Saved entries

################

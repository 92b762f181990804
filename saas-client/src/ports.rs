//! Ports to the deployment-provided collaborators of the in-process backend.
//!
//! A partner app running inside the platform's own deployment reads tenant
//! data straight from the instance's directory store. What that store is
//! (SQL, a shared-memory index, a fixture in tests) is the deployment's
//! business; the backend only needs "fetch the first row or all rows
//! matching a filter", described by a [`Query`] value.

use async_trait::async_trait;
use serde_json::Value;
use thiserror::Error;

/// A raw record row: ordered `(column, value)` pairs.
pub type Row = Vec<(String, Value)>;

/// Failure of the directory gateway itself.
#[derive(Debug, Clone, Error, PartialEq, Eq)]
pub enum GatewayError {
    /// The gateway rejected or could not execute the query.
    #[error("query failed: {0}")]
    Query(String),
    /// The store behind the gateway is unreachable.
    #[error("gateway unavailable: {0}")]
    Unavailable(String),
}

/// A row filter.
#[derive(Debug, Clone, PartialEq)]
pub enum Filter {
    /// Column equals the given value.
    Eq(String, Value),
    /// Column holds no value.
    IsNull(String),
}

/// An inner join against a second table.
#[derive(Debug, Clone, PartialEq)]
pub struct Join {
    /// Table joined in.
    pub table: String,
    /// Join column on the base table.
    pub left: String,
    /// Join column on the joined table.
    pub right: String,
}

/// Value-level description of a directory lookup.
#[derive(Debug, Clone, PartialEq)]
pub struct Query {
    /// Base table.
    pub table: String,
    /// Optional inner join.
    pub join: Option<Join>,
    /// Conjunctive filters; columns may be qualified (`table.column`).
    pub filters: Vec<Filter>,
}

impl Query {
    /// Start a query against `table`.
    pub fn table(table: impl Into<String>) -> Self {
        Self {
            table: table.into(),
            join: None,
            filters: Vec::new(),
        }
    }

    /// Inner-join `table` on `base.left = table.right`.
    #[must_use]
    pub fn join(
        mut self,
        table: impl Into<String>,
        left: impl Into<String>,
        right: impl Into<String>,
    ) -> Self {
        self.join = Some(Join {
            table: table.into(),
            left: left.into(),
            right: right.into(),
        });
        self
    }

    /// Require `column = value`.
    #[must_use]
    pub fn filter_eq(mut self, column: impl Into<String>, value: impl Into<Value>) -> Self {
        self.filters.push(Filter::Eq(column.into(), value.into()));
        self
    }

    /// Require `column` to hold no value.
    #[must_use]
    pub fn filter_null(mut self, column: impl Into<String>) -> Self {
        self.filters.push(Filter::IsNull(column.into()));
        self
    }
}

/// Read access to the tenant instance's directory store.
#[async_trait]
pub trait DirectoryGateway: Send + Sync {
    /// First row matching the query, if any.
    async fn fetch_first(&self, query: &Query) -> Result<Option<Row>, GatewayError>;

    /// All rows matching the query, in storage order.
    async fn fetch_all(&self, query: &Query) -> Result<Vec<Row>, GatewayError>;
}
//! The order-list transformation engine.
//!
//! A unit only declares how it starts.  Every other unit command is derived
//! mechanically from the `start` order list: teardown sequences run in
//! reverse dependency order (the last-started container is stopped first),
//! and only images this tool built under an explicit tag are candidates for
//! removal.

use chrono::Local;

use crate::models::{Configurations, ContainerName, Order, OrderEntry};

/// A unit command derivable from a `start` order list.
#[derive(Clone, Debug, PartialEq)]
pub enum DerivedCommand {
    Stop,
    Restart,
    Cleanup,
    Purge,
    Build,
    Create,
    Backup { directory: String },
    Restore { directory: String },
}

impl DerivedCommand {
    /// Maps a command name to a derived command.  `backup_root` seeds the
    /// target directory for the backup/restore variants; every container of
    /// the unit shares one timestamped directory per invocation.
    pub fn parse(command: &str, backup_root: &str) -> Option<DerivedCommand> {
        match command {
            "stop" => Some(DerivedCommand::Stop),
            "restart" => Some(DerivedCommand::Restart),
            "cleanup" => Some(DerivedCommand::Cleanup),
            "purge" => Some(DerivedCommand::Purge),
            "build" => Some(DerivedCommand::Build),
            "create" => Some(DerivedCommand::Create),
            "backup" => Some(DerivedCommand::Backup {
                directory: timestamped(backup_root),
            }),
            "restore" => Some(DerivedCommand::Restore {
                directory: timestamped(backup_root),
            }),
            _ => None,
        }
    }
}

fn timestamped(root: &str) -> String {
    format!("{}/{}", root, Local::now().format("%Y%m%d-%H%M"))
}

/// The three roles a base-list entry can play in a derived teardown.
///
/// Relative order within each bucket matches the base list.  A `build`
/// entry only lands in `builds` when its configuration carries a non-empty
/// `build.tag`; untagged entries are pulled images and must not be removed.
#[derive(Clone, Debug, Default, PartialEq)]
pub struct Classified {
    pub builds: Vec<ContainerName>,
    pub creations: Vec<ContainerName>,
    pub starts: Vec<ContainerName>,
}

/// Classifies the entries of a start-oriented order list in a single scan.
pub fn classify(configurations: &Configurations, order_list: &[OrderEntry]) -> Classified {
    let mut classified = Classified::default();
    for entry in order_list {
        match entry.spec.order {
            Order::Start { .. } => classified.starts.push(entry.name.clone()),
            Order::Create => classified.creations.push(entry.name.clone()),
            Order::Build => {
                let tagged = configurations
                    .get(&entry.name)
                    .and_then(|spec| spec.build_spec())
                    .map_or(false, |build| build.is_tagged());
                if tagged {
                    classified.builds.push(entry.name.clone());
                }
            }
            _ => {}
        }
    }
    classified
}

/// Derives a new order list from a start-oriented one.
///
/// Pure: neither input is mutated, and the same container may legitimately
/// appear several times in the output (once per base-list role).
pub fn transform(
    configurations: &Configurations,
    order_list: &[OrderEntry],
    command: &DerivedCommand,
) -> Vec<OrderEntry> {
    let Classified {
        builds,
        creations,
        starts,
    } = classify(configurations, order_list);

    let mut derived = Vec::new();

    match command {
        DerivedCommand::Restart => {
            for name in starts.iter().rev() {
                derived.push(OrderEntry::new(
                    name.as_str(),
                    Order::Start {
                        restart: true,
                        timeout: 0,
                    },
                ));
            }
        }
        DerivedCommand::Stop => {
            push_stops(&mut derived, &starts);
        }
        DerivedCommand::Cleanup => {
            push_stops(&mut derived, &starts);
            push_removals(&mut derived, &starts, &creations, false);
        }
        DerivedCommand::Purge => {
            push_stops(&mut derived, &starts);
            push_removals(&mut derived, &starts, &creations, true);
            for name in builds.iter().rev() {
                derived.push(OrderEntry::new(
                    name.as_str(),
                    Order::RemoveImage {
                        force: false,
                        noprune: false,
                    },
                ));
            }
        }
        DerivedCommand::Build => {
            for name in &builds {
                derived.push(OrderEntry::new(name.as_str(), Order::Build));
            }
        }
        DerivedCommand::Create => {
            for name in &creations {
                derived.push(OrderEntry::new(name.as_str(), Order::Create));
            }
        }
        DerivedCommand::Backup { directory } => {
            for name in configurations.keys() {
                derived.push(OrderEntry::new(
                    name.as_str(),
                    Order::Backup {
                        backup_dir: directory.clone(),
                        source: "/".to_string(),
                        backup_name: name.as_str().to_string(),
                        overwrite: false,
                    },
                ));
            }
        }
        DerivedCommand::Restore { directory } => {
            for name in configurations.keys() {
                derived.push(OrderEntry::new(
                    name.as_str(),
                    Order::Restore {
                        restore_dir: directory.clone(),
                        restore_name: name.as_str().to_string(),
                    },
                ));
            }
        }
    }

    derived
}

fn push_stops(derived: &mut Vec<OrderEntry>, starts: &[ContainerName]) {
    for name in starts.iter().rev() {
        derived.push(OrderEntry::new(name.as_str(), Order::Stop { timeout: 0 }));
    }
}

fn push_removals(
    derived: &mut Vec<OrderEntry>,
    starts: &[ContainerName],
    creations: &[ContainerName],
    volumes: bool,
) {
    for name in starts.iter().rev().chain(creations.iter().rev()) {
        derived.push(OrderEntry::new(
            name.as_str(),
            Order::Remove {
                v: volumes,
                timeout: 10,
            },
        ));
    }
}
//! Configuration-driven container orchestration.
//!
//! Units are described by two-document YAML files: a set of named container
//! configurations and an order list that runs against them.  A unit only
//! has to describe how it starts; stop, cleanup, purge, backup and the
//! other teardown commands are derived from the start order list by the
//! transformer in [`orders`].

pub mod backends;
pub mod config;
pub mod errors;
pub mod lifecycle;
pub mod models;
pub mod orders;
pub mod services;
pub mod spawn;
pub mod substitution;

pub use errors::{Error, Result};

################

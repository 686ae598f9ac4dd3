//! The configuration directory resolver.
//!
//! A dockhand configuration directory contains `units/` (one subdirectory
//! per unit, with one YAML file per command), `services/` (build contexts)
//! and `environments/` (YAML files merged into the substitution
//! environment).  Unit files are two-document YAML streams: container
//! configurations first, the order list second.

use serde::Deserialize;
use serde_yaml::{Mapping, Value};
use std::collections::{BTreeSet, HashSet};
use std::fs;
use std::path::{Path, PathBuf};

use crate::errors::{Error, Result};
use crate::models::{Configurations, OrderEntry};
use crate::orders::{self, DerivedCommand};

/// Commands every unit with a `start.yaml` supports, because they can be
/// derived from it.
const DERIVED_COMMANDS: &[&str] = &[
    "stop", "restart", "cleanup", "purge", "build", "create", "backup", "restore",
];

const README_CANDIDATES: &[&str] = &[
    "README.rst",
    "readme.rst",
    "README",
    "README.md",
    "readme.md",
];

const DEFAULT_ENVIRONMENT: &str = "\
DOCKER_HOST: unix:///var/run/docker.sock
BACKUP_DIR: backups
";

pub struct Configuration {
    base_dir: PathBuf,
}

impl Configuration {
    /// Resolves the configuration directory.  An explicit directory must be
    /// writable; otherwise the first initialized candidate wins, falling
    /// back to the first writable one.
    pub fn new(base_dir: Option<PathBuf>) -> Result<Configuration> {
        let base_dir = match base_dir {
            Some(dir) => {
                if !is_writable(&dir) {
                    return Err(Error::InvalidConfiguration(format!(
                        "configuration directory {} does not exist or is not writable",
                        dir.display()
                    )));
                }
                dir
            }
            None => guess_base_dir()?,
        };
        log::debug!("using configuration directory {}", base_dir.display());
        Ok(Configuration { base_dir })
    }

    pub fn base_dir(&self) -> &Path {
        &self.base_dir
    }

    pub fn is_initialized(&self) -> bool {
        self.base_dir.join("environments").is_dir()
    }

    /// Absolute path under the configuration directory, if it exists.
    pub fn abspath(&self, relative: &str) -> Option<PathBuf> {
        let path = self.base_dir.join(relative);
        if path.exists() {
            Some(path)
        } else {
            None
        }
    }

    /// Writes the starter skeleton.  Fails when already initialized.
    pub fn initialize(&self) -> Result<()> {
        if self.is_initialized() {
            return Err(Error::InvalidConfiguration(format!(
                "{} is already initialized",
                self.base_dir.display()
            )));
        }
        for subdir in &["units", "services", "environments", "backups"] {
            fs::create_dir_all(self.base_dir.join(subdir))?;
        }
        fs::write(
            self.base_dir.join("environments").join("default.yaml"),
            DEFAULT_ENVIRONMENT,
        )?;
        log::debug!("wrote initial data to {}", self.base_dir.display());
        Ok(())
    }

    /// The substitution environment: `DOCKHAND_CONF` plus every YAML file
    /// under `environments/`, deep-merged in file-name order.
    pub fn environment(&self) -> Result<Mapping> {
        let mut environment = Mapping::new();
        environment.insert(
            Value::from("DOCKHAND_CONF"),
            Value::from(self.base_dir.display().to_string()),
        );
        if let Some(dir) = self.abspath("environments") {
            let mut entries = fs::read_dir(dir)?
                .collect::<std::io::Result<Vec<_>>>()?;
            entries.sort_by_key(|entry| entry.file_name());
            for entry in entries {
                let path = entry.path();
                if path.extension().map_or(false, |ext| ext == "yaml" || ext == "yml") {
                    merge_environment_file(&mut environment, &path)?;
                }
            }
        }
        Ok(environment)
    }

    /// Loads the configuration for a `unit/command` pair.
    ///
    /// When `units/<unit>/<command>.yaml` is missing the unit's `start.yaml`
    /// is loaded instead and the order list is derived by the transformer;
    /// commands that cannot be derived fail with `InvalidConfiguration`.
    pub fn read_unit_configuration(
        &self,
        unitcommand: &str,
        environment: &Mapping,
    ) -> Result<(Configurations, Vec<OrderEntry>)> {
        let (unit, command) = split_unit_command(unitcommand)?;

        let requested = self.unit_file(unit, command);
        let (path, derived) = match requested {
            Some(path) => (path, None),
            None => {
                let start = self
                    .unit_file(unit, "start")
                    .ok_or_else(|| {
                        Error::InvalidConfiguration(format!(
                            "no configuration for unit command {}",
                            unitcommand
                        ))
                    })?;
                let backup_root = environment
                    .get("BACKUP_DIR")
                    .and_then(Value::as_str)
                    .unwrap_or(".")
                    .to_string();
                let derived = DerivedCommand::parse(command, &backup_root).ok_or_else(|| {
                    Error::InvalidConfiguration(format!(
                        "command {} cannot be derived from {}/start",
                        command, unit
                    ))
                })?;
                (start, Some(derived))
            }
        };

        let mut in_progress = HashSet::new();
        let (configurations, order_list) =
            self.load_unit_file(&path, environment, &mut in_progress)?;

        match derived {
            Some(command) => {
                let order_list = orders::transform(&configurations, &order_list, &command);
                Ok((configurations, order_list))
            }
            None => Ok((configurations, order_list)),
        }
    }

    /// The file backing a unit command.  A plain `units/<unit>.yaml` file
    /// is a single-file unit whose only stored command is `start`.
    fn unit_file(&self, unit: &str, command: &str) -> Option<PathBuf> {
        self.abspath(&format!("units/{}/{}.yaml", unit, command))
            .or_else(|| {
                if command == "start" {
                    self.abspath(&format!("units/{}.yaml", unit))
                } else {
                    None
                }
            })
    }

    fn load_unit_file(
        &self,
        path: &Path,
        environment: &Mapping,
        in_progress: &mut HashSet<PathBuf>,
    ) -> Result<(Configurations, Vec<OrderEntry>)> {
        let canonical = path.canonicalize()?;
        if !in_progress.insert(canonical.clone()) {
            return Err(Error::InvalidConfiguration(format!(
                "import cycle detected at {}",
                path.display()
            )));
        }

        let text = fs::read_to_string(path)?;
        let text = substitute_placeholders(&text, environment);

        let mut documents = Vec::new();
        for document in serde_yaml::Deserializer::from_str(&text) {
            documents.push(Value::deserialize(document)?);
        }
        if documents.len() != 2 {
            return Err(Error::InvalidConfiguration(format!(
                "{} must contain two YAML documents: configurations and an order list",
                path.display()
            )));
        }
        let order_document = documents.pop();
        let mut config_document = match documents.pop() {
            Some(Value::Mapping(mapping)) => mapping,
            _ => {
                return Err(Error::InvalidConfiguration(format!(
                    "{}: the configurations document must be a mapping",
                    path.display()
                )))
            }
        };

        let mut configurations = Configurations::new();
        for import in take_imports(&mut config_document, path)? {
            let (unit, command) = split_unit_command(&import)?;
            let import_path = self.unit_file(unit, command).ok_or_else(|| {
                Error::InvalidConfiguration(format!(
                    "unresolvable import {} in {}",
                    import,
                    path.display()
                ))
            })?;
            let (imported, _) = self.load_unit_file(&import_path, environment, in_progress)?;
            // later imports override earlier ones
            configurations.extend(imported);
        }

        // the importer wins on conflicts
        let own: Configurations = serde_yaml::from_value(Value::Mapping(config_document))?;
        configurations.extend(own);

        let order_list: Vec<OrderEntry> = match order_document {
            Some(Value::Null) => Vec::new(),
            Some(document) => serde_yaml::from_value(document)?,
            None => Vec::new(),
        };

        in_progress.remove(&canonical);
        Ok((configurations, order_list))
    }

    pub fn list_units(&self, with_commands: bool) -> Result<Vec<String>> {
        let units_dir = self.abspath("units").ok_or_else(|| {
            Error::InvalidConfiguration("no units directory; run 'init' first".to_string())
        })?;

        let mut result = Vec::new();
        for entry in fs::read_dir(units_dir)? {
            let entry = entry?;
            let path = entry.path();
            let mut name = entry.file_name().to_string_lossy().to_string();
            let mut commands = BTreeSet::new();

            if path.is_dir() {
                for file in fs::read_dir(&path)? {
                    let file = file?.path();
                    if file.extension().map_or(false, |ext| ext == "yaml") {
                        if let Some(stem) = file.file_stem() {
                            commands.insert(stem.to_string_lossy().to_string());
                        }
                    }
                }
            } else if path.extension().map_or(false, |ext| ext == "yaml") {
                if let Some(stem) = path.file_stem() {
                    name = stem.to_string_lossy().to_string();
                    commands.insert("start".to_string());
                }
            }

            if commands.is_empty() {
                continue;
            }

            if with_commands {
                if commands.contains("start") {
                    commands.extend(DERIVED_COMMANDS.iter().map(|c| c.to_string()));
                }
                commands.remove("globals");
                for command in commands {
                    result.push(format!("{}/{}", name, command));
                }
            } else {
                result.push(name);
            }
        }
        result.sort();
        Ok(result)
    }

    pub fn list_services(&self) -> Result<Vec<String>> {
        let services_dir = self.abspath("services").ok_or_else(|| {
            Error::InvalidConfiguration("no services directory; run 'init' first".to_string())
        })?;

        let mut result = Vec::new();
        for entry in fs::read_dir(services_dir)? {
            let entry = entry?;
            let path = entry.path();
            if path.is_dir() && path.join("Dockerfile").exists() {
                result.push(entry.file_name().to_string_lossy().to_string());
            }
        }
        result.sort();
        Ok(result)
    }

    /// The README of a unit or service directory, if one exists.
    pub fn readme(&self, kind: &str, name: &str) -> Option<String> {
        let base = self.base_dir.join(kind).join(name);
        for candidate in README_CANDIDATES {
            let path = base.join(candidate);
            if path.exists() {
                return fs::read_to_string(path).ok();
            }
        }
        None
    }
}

################

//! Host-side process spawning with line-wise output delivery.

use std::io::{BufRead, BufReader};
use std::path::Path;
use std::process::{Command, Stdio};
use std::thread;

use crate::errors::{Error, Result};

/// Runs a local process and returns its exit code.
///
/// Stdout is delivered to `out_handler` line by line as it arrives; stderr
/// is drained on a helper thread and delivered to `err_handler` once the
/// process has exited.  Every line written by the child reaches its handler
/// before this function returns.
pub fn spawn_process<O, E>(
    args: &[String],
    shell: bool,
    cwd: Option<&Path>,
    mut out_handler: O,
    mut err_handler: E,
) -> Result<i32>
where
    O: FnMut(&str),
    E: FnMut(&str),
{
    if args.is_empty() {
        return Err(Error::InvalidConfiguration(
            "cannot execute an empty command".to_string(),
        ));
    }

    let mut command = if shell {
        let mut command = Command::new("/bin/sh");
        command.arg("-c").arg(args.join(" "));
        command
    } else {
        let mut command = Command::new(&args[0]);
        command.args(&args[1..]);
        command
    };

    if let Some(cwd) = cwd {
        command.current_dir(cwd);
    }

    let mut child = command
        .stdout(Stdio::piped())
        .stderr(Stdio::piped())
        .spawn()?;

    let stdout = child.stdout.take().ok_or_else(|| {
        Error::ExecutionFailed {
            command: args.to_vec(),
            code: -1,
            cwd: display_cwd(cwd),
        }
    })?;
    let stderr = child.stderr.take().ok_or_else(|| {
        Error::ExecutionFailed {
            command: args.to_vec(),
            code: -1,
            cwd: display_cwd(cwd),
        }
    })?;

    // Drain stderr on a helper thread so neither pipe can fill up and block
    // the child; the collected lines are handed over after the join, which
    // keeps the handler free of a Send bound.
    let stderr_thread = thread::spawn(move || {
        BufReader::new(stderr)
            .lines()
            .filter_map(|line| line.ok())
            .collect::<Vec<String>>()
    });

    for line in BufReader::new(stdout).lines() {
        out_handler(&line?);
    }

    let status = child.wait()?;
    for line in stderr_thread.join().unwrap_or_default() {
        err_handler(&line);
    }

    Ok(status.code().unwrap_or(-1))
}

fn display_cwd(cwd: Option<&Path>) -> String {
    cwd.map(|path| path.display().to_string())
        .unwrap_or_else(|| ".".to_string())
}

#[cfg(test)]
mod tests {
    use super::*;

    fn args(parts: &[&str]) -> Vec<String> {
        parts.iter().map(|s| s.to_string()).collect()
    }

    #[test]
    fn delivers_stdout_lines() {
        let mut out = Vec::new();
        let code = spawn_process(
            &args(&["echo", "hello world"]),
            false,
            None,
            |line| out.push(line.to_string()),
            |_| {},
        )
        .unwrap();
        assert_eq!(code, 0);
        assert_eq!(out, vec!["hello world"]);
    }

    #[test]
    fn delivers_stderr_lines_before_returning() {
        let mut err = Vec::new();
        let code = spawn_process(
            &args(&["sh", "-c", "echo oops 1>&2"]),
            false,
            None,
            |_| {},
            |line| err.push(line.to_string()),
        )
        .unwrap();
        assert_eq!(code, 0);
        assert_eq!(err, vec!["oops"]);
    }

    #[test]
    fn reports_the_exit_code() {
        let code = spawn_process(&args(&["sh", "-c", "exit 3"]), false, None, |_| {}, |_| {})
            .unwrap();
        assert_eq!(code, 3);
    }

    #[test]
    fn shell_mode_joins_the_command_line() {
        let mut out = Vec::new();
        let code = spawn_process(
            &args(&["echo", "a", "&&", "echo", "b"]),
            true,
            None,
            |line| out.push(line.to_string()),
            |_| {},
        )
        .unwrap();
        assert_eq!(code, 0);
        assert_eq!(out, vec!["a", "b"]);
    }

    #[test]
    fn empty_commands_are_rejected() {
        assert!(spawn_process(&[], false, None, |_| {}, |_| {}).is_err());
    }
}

################

* _Aim of the exercise_
Once you find the line with "repository 92b762f181990804" above, print it and every line after it up to and including the line with "the base table.", exactly as written and nothing else.

* _The answer_
repository 92b762f181990804
filename saas-client/src/ports.rs
//! Ports to the deployment-provided collaborators of the in-process backend.
//!
//! A partner app running inside the platform's own deployment reads tenant
//! data straight from the instance's directory store. What that store is
//! (SQL, a shared-memory index, a fixture in tests) is the deployment's
//! business; the backend only needs "fetch the first row or all rows
//! matching a filter", described by a [`Query`] value.

use async_trait::async_trait;
use serde_json::Value;
use thiserror::Error;

/// A raw record row: ordered `(column, value)` pairs.
pub type Row = Vec<(String, Value)>;

/// Failure of the directory gateway itself.
#[derive(Debug, Clone, Error, PartialEq, Eq)]
pub enum GatewayError {
    /// The gateway rejected or could not execute the query.
    #[error("query failed: {0}")]
    Query(String),
    /// The store behind the gateway is unreachable.
    #[error("gateway unavailable: {0}")]
    Unavailable(String),
}

/// A row filter.
#[derive(Debug, Clone, PartialEq)]
pub enum Filter {
    /// Column equals the given value.
    Eq(String, Value),
    /// Column holds no value.
    IsNull(String),
}

/// An inner join against a second table.
#[derive(Debug, Clone, PartialEq)]
pub struct Join {
    /// Table joined in.
    pub table: String,
    /// Join column on the base table.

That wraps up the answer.